In 2001, he said: "Hezbollah is a military resistance party, and it is our task to fight the occupation of our land... There is no separation between politics and resistance."

In 2013, Raad was considered a potential candidate for Secretary-General of Hezbollah in the event that Hassan Nasrallah became the "supreme guide" of the organization, and the power allocated to the post of general secretary was reduced.

===2015–19===
In February 2015, he said that the West was "begging for" a nuclear agreement with Iran.

In January 2019, Raad condemned the “intervention” of the United States in Venezuela during the 2019 Venezuelan Presidential crisis, and confirmed Hezbollah’s support for Venezuelan president Nicolás Maduro.

In July 2019, he was sanctioned by the United States, pursuant to an order that targets terrorists and those providing support to terrorists or acts of terrorism.
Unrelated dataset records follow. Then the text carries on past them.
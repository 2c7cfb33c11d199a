//! Functions watched to produce the checked-in generated files.

use serde::{Deserialize, Serialize};
use slothwatch::{describe, FunctionDescriptor};

#[derive(Debug, Clone, PartialEq, Serialize, Deserialize)]
pub struct Ledger {
    pub n: u32,
}

#[derive(Debug, Clone, PartialEq, Serialize, Deserialize)]
pub struct Entry {
    pub amount: u32,
}

impl Ledger {
    pub fn absorb(&mut self, entry: &Entry) -> u32 {
        self.n += entry.amount;
        self.n
    }
}

pub fn double(x: i64) -> i64 {
    x * 2
}

pub fn scale(x: f64, factor: f64) -> f64 {
    x * factor
}

pub fn split(x: i64) -> (i64, bool) {
    (x / 2, x % 2 == 0)
}

pub fn divide(a: i32, b: i32) -> i32 {
    if b == 0 {
        panic!("attempt to divide by zero");
    }
    a / b
}

pub fn touch() {}

/// Float comparator named in the converter config.
pub fn close_enough(actual: &f64, expected: &f64) -> bool {
    (actual - expected).abs() < 1e-9
}

pub fn double_target() -> FunctionDescriptor {
    describe!(double(x))
}

pub fn scale_target() -> FunctionDescriptor {
    describe!(scale(x, factor = 2.0_f64))
}

pub fn absorb_target() -> FunctionDescriptor {
    describe!(Ledger => absorb(&entry))
}

pub fn split_target() -> FunctionDescriptor {
    describe!(split(x))
}

pub fn divide_target() -> FunctionDescriptor {
    describe!(divide(a, b))
}

pub fn touch_target() -> FunctionDescriptor {
    describe!(touch())
}
impl Recorder {
    pub fn new(serializers: SerializerRegistry) -> Self {
        Self {
            serializers,
            probe: Arc::new(BacktraceProbe),
            capture_call_stack: true,
            working_dir: std::env::current_dir().unwrap_or_else(|_| PathBuf::from(".")),
        }
    }

    pub fn with_probe(mut self, probe: Arc<dyn StackProbe>) -> Self {
        self.probe = probe;
        self
    }

    pub fn with_call_stack(mut self, enabled: bool) -> Self {
        self.capture_call_stack = enabled;
        self
    }

    pub fn with_working_dir(mut self, dir: impl Into<PathBuf>) -> Self {
        self.working_dir = dir.into();
        self
    }

    pub fn serializers(&self) -> &SerializerRegistry {
        &self.serializers
    }

    /// Bind supplied arguments against the parameter table and snapshot them.
    ///
    /// Must run before the call, while the arguments are still intact.
    pub fn bind(
        &self,
        target: &FunctionDescriptor,
        invocation: &Invocation<'_>,
    ) -> Result<BoundArguments, CaptureError> {
        let binding_error = |reason: String| CaptureError::Binding {
            function: target.name.clone(),
            reason,
        };

        let params = &target.params;
        if invocation.positional.len() > params.len() {
            return Err(binding_error(format!(
                "takes {} arguments but {} were given",
                params.len(),
                invocation.positional.len()
            )));
        }

        let mut slots: Vec<Option<&dyn Watched>> = vec![None; params.len()];
        for (slot, value) in slots.iter_mut().zip(&invocation.positional) {
            *slot = Some(*value);
        }
        for (name, value) in &invocation.keyword {
            let idx = params
                .iter()
                .position(|p| p.name == *name)
                .ok_or_else(|| binding_error(format!("unexpected keyword argument `{name}`")))?;
            if slots[idx].is_some() {
                return Err(binding_error(format!("multiple values for `{name}`")));
            }
            slots[idx] = Some(*value);
        }

        let mut arguments = Vec::with_capacity(params.len());
        for (param, slot) in params.iter().zip(slots) {
            let value = match slot {
                Some(value) => value,
                None => match param.default.as_deref() {
                    Some(default) => default as &dyn Watched,
                    None => {
                        return Err(binding_error(format!(
                            "missing argument `{}`",
                            param.name
                        )))
                    }
                },
            };
            arguments.push(self.snapshot_value(
                &param.name,
                value,
                param.borrow,
                ValueRole::Income,
                "",
            )?);
        }

        let (class_name, class_snapshot) = match (invocation.receiver, &target.owner) {
            (Some(receiver), owner) => {
                let owner = owner.as_deref().unwrap_or_else(|| receiver.type_name());
                (short_type_name(owner), self.serializers.snapshot(receiver)?)
            }
            (None, Some(_)) => return Err(CaptureError::MissingReceiver(target.name.clone())),
            (None, None) => (String::new(), String::new()),
        };

        Ok(BoundArguments {
            class_name,
            class_snapshot,
            arguments,
        })
    }

    /// Assemble the record once the call has returned or panicked.
    pub fn capture(
        &self,
        target: &FunctionDescriptor,
        bound: BoundArguments,
        result: CallResult<'_>,
        note: &str,
    ) -> Result<InvocationRecord, CaptureError> {
        let results = match result {
            CallResult::Single(value) => vec![self.snapshot_value(
                "ret_0",
                value,
                Borrow::Owned,
                ValueRole::Result,
                note,
            )?],
            CallResult::Tuple(values) => values
                .into_iter()
                .enumerate()
                .map(|(i, value)| {
                    self.snapshot_value(
                        &format!("ret_{i}"),
                        value,
                        Borrow::Owned,
                        ValueRole::Result,
                        if i == 0 { note } else { "" },
                    )
                })
                .collect::<Result<Vec<_>, _>>()?,
            CallResult::Panicked(panic) => vec![panic_snapshot(panic, note)?],
        };

        let callers = if self.capture_call_stack {
            self.probe.frames()
        } else {
            Vec::new()
        };

        let record = InvocationRecord {
            run_id: 0,
            scope_path: scope_path(&self.working_dir, Path::new(&target.file)),
            class_name: bound.class_name,
            class_snapshot: bound.class_snapshot,
            function_name: target.name.clone(),
            call_stack: render_call_stack(&callers, &target.frame()),
            arguments: bound.arguments,
            results,
            additional_info: note.to_string(),
        };

        tracing::debug!(
            function = %record.function_name,
            scope = %record.scope_path,
            arguments = record.arguments.len(),
            results = record.results.len(),
            "captured invocation"
        );
        Ok(record)
    }

    fn snapshot_value(
        &self,
        name: &str,
        value: &dyn Watched,
        borrow: Borrow,
        role: ValueRole,
        note: &str,
    ) -> Result<ValueSnapshot, CaptureError> {
        let classification = classify(value, borrow);
        let literal = match classification.primitive {
            Some(primitive) => primitive.literal_text(),
            None => self.serializers.snapshot(value)?,
        };
        Ok(ValueSnapshot {
            name: name.to_string(),
            type_tag: classification.type_tag(),
            is_primitive: classification.is_primitive(),
            value: literal,
            role,
            note: note.to_string(),
        })
    }
}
In October 2019, demonstrators attacked the office of Raad, as they protested against government corruption and incompetence, and the risk of a Lebanese economic crisis.

===2020–present===
In March 2024, Raad met with Russia's Foreign Minister Sergei Lavrov, and the following month he announced that Hezbollah would open a representative office in Moscow.

In June 2024, Raad criticized people for "going to the beach and nightclubs while the south is under attack." Journalist and MTV Lebanon TV host Dima Sadek wrote sarcastically on social media: "The weather is nice today. I am thinking of destroying the country while at the beach." MP Pierre Bou Assi responded to Raad: "All of Lebanon is collapsing due to your policies and your illusory and destructive divine victories. Have you strengthened any economic or social resilience in Lebanon? Do you think your Iranian rockets will feed the people?”

On 2 March 2026, Raad was reported to have been killed in an Israeli airstrike in Beirut in retaliation for Hezbollah firing rockets at Northern Israel during the 2026 Iran war; these reports turned out to be false. On 9 March 2026 he arrived to vote to postpone the parliamentary elections.

== Personal life ==
Raad is married to Fatima Al-Burghul and they have five children. His son Abbas, a member of Hezbollah's special operations forces Radwan Force unit, was killed during fighting with Israel following the 7 October 2023 attacks on Israel.